Le télétravail, vers lequel s’est tournée une PME québécoise sur cinq depuis la mi-mars, n’a pas la cote auprès des chefs d’entreprise, selon un sondage de la Fédération canadienne de l’entreprise indépendante (FCEI), qui sera dévoilé lundi et que La Presse a obtenu. Ces entrepreneurs estiment que le moral et la productivité de leurs employés sont à la baisse, tandis que les coûts pour le matériel de bureau sont en hausse. À cela s’ajoutent les difficultés de rencontrer des clients en personne et de superviser leurs employés. Explications.

Pas pertinent

Mené auprès de 1203 chefs de petites et moyennes entreprises au Québec entre le 24 septembre et le 9 octobre, le sondage de la FCEI indique d’entrée de jeu qu’une nette majorité, soit 64 %, ne se sentent pas concernés par le télétravail, qui « ne convient pas à [leur] modèle d’entreprise ».

Les PME dans l’hébergement et la restauration, notamment, ont été 91 % à donner cette réponse. Le commerce de détail (77 %), les services sociaux (77 %) et les services personnels (77 %) figurent également dans les secteurs peu concernés par cette nouvelle réalité.

« Le télétravail, on en parle beaucoup, mais ce n’est pas une solution magique, ce n’est pas applicable partout, dit François Vincent, vice-président Québec à la FCEI. De toute évidence, on peut ouvrir une fenêtre Zoom dans son ordinateur, mais on ne peut pas fabriquer de portes et fenêtres par Zoom ! »

Depuis l’arrivée de la COVID-19, les PME ont été 13 % à permettre à leurs employés d’assumer « certaines de leurs responsabilités à domicile », 7 % à le permettre pour « la plupart » de leurs tâches. Pour 5 %, par ailleurs, le télétravail était déjà implanté avant la mi-mars.
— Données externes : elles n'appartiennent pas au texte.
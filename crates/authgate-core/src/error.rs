//! Unified application error types for AuthGate.
//!
//! All crates map their internal errors into [`AppError`] for consistent
//! propagation through the ? operator.

use std::fmt;
use thiserror::Error;

/// Top-level error kind categorization used across the entire application.
#[derive(Debug, Clone, Copy, PartialEq, Eq, Hash, serde::Serialize, serde::Deserialize)]
pub enum ErrorKind {
    /// Credential validation failed at login (user-facing, no retry).
    Authentication,
    /// A missing, invalid, or expired token was presented.
    Unauthorized,
    /// Input validation failed.
    Validation,
    /// The requested resource was not found.
    NotFound,
    /// A configuration error occurred.
    Configuration,
    /// An internal server error occurred.
    Internal,
}

impl fmt::Display for ErrorKind {
    fn fmt(&self, f: &mut fmt::Formatter<'_>) -> fmt::Result {
        match self {
            Self::Authentication => write!(f, "AUTHENTICATION"),
            Self::Unauthorized => write!(f, "UNAUTHORIZED"),
            Self::Validation => write!(f, "VALIDATION"),
            Self::NotFound => write!(f, "NOT_FOUND"),
            Self::Configuration => write!(f, "CONFIGURATION"),
            Self::Internal => write!(f, "INTERNAL"),
        }
    }
}

/// The unified application error used throughout AuthGate.
///
/// All crate-specific errors are mapped into `AppError` using `From` impls
/// or explicit `.map_err()` calls. This provides a single error type for
/// the entire application boundary.
#[derive(Debug, Error)]
#[error("{kind}: {message}")]
pub struct AppError {
    /// The category of error.
    pub kind: ErrorKind,
    /// A human-readable error message.
    pub message: String,
    /// Optional underlying cause.
    #[source]
    pub source: Option<Box<dyn std::error::Error + Send + Sync>>,
}

impl AppError {
    /// Create a new application error.
    pub fn new(kind: ErrorKind, message: impl Into<String>) -> Self {
        Self {
            kind,
            message: message.into(),
            source: None,
        }
    }

    /// Create a new application error with an underlying cause.
    pub fn with_source(
        kind: ErrorKind,
        message: impl Into<String>,
        source: impl std::error::Error + Send + Sync + 'static,
    ) -> Self {
        Self {
            kind,
            message: message.into(),
            source: Some(Box::new(source)),
        }
    }

    /// Create an authentication error (bad login credentials).
    pub fn authentication(message: impl Into<String>) -> Self {
        Self::new(ErrorKind::Authentication, message)
    }

    /// Create an unauthorized error (bad or missing token).
    pub fn unauthorized(message: impl Into<String>) -> Self {
        Self::new(ErrorKind::Unauthorized, message)
    }

    /// Create a validation error.
    pub fn validation(message: impl Into<String>) -> Self {
        Self::new(ErrorKind::Validation, message)
    }

    /// Create a not-found error.
    pub fn not_found(message: impl Into<String>) -> Self {
        Self::new(ErrorKind::NotFound, message)
    }

    /// Create a configuration error.
    pub fn configuration(message: impl Into<String>) -> Self {
        Self::new(ErrorKind::Configuration, message)
    }

    /// Create an internal error.
    pub fn internal(message: impl Into<String>) -> Self {
        Self::new(ErrorKind::Internal, message)
    }

    /// Returns true for any token-related rejection.
    pub fn is_unauthorized(&self) -> bool {
        self.kind == ErrorKind::Unauthorized
    }
}
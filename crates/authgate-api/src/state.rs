//! Application state shared across all handlers.

use std::sync::Arc;

use authgate_auth::jwt::{JwtDecoder, JwtEncoder};
use authgate_auth::session::manager::SessionManager;
use authgate_auth::session::store::SessionStore;
use authgate_core::config::AppConfig;

/// Application state containing all shared dependencies.
///
/// Passed to every Axum handler via `State<AppState>`.
/// All fields are `Arc`-wrapped for cheap cloning across tasks.
#[derive(Debug, Clone)]
pub struct AppState {
    /// Application configuration.
    pub config: Arc<AppConfig>,
    /// Token issuing authority.
    pub session_manager: Arc<SessionManager>,
}

impl AppState {
    /// Wires up the full auth stack from configuration.
    pub fn new(config: AppConfig) -> Self {
        let session_store = Arc::new(SessionStore::new());
        let session_manager = Arc::new(SessionManager::new(
            JwtEncoder::new(&config.auth),
            JwtDecoder::new(&config.auth),
            session_store,
            config.auth.clone(),
        ));

        Self {
            config: Arc::new(config),
            session_manager,
        }
    }
}
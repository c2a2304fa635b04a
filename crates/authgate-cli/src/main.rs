//! AuthGate demo CLI entry point.

use clap::Parser;
use tracing_subscriber::EnvFilter;

mod commands;

use commands::Cli;

#[tokio::main]
async fn main() {
    tracing_subscriber::fmt()
        .with_env_filter(
            EnvFilter::try_from_default_env().unwrap_or_else(|_| EnvFilter::new("warn")),
        )
        .init();

    let cli = Cli::parse();

    if let Err(e) = cli.execute().await {
        eprintln!("Error: {}", e);
        std::process::exit(1);
    }
}
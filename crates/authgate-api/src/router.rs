//! Route definitions for the AuthGate HTTP API.
//!
//! The router receives `AppState` and passes it to all handlers via
//! Axum's `State` extractor.

use axum::{
    Router,
    routing::{get, post},
};
use tower_http::trace::TraceLayer;

use crate::handlers;
use crate::middleware;
use crate::state::AppState;

/// Build the complete Axum router with all routes and middleware.
pub fn build_router(state: AppState) -> Router {
    let cors = middleware::build_cors_layer(&state.config.server.cors);

    Router::new()
        .merge(auth_routes())
        .route("/health", get(handlers::health::health))
        .layer(TraceLayer::new_for_http())
        .layer(cors)
        .with_state(state)
}

/// Auth endpoints: login, refresh, logout, me
fn auth_routes() -> Router<AppState> {
    Router::new()
        .route("/login", post(handlers::auth::login))
        .route("/auth/refresh", post(handlers::auth::refresh))
        .route("/logout", post(handlers::auth::logout))
        .route("/me", get(handlers::auth::me))
}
Les secteurs où le télétravail est le plus apparu : les services professionnels (47 %) et le commerce de gros (37 %). On y retrouve même les secteurs de la construction et de la fabrication, avec des taux d’adoption respectifs du télétravail de 34 % et 26 %. Dans ces deux derniers cas, toutefois, ce sont évidemment surtout des responsabilités administratives qui ont été transférées.

Pas bon pour le moral

On a ensuite demandé à ces chefs d’entreprise d’évaluer les changements dans cinq domaines qu’avait engendrés le télétravail. Le bilan est plutôt sombre. Pour la productivité des employés, à peine 9 % l’estiment en augmentation, 34 % ayant plutôt constaté une baisse.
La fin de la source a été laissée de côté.